%%

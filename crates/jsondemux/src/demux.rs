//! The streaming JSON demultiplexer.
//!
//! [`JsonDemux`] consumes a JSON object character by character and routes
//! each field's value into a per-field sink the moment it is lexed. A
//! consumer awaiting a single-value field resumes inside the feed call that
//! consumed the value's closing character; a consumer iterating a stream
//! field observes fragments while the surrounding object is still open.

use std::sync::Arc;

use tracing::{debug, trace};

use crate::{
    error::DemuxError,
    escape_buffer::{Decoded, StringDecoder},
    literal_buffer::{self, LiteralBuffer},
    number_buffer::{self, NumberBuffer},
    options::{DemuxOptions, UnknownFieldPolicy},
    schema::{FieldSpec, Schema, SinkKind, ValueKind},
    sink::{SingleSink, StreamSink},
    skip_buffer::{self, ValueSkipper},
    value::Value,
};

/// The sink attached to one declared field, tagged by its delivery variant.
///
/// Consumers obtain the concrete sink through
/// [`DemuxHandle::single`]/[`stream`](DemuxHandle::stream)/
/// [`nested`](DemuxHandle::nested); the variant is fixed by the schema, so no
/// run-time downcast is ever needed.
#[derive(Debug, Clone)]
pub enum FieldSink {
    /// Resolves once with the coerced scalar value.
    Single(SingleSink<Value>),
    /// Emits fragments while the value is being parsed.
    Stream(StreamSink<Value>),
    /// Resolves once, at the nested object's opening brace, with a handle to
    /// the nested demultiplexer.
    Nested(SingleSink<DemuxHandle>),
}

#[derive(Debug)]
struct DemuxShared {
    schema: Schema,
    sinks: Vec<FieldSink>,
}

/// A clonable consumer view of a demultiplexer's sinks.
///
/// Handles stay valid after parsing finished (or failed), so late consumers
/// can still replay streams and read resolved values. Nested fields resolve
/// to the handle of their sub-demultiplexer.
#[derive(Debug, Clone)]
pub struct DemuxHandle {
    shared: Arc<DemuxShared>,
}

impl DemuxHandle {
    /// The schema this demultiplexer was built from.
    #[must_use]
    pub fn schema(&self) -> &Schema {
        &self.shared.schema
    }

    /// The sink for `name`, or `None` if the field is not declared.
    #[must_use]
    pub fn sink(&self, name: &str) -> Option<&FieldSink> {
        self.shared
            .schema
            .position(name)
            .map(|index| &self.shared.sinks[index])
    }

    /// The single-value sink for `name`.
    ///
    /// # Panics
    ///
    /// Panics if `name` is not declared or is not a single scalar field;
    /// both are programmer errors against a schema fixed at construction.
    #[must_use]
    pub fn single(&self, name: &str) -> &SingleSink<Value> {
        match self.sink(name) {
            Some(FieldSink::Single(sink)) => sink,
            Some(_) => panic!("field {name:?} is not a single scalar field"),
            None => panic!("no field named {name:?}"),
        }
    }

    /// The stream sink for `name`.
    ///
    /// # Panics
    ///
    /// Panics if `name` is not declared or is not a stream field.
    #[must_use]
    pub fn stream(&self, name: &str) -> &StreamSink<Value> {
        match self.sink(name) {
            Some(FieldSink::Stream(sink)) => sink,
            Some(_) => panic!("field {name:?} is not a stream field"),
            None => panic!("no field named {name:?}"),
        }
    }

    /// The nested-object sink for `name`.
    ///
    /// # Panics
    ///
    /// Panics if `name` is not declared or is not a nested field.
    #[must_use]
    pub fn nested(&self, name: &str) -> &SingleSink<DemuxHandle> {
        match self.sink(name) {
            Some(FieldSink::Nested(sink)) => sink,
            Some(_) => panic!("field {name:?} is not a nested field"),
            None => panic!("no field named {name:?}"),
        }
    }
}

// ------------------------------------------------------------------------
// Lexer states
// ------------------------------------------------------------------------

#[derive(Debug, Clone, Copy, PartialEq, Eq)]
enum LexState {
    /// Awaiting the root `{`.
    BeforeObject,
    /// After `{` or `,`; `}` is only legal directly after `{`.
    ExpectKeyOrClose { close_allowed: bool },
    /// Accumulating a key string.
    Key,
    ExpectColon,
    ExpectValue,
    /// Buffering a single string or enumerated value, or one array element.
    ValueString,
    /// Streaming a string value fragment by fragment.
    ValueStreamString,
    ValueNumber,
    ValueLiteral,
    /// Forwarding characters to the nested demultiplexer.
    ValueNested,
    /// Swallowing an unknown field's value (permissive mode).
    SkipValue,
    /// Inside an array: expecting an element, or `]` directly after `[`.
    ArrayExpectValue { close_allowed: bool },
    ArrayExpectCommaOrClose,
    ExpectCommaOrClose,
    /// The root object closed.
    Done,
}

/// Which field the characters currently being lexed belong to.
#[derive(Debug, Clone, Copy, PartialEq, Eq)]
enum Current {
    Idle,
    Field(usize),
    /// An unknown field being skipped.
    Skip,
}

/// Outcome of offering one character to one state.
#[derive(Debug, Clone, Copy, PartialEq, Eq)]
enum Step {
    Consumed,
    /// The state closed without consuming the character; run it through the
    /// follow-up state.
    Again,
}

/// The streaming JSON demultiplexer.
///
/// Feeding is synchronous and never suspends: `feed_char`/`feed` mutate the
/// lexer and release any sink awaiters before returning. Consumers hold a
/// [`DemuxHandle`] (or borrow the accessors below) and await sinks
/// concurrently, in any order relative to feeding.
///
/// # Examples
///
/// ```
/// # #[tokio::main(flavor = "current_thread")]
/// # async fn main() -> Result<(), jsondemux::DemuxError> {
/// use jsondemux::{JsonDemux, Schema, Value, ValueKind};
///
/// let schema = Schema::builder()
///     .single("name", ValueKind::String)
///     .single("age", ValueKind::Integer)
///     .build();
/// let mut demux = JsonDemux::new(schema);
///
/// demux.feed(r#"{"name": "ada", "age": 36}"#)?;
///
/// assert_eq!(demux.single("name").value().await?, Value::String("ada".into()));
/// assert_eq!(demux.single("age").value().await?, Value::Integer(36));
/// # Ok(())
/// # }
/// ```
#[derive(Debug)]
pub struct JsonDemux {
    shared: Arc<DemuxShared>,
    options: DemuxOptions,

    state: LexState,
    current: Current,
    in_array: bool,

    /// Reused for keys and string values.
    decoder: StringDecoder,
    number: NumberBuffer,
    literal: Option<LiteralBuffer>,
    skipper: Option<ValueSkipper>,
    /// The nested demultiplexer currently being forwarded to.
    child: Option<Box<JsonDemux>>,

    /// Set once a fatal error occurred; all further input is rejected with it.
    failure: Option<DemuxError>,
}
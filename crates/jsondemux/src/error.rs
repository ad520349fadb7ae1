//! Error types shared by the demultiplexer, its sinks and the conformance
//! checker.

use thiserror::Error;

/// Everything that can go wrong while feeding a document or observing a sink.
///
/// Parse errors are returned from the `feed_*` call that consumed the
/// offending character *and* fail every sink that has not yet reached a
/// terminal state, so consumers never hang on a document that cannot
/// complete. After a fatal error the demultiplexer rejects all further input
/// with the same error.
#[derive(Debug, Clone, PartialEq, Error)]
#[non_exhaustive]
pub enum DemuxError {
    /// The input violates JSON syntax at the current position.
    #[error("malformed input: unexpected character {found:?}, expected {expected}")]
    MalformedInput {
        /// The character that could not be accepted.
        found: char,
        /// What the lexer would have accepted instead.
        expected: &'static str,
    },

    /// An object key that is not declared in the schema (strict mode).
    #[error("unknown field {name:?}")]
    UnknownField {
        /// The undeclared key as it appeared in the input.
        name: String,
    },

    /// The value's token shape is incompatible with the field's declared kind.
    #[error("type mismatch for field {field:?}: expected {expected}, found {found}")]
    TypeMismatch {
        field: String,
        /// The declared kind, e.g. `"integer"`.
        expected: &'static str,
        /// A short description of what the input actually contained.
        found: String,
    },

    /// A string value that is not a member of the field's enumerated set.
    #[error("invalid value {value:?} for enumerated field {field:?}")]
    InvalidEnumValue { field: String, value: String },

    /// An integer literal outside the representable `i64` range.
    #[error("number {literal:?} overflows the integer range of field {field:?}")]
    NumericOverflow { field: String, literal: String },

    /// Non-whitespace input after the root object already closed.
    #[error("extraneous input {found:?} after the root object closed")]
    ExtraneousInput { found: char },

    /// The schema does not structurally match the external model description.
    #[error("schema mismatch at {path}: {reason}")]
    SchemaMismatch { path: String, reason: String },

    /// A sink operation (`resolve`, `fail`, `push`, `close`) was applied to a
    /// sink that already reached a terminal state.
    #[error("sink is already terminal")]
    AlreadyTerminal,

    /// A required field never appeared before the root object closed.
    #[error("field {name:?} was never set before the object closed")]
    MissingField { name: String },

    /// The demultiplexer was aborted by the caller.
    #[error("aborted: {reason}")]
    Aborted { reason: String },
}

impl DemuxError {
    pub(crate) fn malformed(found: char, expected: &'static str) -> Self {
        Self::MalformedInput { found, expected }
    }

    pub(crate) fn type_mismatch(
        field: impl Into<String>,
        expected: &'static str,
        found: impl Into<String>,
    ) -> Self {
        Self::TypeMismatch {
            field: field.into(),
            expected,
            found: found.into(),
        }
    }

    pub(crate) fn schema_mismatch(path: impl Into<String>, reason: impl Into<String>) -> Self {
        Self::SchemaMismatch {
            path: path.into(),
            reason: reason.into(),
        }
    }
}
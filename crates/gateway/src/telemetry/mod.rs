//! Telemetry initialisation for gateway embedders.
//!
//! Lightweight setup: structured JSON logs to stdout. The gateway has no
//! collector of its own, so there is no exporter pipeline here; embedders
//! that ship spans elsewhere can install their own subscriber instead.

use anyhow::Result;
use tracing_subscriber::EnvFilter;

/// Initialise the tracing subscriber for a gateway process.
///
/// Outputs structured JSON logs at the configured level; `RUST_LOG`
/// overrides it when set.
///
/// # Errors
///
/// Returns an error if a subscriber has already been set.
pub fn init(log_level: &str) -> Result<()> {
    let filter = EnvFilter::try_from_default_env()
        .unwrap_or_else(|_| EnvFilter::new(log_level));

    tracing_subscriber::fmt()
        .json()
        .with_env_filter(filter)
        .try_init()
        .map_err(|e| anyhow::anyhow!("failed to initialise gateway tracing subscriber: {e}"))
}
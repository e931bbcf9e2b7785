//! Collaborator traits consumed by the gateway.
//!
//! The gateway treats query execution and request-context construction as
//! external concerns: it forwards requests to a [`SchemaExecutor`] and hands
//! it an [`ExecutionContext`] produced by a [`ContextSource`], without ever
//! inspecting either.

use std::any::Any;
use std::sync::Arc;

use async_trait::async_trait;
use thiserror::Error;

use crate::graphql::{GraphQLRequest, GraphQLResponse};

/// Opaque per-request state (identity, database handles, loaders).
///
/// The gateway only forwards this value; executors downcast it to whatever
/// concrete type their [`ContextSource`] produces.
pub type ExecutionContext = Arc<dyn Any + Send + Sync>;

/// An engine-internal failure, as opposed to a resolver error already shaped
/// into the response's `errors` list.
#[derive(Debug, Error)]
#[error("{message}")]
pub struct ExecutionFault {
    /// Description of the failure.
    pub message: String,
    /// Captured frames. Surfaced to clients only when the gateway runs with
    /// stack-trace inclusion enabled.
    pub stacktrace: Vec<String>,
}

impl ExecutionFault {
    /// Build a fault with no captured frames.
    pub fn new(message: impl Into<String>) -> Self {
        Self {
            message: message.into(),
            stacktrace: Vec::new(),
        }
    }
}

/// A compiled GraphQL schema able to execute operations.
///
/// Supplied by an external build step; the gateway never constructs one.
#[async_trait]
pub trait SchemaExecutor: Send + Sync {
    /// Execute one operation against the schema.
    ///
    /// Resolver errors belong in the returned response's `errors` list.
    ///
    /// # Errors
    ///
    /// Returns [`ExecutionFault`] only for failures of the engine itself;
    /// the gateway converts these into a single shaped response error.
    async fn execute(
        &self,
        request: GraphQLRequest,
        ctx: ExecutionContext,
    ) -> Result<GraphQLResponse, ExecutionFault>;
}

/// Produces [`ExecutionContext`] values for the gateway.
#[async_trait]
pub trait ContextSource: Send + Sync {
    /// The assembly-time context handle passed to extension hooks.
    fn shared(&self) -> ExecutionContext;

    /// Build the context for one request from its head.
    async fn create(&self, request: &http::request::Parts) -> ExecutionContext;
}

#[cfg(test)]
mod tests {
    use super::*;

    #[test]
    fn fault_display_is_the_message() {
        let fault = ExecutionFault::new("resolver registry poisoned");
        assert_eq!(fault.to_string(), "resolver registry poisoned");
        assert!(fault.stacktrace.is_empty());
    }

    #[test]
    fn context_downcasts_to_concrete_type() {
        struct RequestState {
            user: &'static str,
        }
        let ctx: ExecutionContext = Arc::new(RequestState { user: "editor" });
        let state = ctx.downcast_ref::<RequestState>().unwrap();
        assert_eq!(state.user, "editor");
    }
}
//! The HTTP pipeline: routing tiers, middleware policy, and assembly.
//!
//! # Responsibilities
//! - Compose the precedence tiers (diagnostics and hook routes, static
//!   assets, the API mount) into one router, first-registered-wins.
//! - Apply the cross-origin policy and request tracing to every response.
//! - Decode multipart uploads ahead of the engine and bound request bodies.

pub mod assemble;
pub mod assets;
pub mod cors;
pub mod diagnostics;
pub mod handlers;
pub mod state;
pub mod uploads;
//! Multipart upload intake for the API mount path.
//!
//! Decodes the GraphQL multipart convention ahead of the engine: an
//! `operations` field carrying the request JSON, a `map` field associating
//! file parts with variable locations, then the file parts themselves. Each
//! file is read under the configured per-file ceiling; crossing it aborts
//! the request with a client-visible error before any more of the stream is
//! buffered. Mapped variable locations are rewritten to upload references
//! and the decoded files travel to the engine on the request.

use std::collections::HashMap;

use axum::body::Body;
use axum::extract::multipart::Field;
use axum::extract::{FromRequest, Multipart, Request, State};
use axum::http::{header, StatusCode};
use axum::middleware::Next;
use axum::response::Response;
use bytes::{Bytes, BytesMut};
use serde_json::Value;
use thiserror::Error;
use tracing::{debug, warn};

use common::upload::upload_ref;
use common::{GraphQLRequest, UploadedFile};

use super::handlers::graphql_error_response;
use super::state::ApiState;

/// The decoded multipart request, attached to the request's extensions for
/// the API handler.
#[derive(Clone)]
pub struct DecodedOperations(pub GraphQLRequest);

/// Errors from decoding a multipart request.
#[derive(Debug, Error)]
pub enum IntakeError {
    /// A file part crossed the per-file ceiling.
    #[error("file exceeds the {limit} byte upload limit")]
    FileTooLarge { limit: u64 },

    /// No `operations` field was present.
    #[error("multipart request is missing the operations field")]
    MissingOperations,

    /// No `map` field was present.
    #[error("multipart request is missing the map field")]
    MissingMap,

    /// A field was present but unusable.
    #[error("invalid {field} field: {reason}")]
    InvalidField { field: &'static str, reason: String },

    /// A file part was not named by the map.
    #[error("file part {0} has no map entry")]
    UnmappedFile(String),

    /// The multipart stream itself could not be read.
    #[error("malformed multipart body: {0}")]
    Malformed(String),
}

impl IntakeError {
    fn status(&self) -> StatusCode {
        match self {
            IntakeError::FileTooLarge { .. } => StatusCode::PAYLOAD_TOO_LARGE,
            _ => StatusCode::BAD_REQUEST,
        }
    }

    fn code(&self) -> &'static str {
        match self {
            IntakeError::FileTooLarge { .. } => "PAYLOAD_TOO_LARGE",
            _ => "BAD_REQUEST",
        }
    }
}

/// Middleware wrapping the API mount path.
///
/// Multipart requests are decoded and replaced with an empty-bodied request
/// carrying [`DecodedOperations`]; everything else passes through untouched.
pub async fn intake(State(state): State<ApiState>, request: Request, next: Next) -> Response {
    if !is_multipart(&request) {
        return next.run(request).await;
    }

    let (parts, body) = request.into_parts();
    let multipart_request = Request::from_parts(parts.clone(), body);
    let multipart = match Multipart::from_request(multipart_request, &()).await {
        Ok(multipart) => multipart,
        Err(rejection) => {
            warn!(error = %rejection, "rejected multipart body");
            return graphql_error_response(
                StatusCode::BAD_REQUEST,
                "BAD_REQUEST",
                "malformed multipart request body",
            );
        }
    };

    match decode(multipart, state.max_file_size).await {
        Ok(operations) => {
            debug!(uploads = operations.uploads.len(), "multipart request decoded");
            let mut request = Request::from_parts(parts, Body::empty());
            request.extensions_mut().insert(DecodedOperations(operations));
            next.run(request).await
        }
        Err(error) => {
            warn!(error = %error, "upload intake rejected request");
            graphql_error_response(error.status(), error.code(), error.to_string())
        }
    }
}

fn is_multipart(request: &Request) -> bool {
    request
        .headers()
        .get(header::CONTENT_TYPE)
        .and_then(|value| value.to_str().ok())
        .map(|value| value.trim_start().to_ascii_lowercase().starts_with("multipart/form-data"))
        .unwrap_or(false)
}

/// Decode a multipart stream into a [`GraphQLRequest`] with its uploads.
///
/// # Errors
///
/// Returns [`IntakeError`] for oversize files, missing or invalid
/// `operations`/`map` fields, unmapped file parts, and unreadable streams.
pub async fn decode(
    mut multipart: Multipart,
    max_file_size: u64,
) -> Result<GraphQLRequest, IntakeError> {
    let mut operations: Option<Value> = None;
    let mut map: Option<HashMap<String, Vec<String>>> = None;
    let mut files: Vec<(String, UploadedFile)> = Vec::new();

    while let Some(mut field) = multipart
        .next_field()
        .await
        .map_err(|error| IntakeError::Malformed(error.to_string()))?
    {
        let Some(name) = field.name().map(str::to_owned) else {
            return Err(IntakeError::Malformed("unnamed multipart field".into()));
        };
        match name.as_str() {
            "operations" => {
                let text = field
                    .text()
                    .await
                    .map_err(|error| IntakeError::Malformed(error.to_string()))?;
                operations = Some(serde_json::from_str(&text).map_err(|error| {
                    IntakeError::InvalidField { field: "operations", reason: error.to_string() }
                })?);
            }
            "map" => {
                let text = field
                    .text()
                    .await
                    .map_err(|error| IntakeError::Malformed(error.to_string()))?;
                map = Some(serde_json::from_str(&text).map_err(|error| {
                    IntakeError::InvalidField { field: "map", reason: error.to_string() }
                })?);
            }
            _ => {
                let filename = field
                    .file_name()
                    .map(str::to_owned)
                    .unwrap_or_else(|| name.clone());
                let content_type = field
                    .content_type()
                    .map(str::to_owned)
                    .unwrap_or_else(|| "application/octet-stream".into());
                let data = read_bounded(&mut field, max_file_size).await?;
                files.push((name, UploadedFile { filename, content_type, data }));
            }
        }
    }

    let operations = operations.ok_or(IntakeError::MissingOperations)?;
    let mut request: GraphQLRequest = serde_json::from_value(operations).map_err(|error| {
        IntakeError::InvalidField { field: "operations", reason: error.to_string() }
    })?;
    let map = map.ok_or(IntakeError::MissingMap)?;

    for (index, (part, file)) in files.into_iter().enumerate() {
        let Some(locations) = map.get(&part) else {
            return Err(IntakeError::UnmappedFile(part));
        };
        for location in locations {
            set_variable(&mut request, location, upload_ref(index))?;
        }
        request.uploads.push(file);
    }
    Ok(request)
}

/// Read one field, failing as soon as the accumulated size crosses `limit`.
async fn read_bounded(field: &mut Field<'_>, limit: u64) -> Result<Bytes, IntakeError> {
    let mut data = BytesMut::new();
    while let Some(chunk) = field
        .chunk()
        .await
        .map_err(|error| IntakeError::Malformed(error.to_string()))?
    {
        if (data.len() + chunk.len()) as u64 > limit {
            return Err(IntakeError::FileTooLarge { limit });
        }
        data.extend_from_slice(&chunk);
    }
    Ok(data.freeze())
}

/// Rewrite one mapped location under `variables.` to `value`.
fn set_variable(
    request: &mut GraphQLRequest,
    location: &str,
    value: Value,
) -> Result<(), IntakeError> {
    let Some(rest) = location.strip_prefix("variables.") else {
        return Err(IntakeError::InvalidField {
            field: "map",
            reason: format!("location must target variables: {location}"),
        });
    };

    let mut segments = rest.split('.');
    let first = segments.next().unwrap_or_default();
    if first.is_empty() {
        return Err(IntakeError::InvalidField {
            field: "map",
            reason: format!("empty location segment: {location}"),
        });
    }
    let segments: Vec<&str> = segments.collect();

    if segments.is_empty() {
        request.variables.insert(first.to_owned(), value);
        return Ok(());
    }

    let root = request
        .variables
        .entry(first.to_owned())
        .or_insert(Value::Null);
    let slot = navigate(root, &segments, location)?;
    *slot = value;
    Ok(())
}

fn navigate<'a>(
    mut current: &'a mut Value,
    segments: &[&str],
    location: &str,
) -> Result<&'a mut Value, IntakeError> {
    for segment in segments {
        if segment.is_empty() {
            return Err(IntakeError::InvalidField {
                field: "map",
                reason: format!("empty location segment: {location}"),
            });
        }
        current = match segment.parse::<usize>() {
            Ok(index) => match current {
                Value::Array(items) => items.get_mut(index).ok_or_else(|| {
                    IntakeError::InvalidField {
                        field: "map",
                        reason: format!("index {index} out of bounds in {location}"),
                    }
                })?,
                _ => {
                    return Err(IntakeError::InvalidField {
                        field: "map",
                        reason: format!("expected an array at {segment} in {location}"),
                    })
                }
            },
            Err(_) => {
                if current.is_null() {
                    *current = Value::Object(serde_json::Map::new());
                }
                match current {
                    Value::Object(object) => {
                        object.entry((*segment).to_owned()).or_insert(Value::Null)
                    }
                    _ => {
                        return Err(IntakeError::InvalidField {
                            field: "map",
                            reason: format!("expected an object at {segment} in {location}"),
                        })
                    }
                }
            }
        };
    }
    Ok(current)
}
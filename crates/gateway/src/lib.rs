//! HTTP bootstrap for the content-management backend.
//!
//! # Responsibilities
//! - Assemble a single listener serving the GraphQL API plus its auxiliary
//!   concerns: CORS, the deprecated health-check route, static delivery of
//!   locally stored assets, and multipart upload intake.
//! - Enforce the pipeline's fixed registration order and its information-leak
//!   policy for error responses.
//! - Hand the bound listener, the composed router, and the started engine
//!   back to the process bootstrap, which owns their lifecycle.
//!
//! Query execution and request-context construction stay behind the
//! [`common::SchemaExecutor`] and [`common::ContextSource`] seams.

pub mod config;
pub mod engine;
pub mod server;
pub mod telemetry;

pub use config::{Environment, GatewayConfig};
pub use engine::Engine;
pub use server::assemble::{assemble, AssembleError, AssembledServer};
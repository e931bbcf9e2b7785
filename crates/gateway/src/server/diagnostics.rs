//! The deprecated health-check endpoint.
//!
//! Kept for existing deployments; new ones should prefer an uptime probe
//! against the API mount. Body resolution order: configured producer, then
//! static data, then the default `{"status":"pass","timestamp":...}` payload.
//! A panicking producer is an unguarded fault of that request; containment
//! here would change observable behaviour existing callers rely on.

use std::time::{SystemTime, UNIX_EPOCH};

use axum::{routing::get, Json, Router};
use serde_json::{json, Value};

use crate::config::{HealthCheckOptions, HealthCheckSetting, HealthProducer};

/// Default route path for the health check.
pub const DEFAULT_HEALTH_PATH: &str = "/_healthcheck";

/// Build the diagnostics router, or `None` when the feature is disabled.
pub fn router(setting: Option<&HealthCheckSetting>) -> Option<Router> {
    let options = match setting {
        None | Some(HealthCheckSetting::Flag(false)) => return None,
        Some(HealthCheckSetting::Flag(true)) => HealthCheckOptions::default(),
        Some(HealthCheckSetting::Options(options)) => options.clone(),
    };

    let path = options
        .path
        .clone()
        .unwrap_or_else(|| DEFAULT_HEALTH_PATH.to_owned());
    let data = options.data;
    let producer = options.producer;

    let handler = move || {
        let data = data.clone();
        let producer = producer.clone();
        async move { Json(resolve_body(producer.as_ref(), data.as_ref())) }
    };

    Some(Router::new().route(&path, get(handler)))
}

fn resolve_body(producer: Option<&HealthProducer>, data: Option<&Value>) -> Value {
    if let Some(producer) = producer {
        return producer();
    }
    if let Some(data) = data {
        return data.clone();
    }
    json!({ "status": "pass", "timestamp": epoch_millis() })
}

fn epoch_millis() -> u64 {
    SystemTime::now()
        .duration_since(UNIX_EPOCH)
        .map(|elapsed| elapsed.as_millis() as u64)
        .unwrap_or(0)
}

%%

* [Assignment]: Retype the records above, but only those lines that fall between the line containing "to the nested demultiplexer." and the line containing "lexed belong to.", with both of those lines included, exactly as written.

* [Solution]:
    /// Forwarding characters to the nested demultiplexer.
    ValueNested,
    /// Swallowing an unknown field's value (permissive mode).
    SkipValue,
    /// Inside an array: expecting an element, or `]` directly after `[`.
    ArrayExpectValue { close_allowed: bool },
    ArrayExpectCommaOrClose,
    ExpectCommaOrClose,
    /// The root object closed.
    Done,
}

/// Which field the characters currently being lexed belong to.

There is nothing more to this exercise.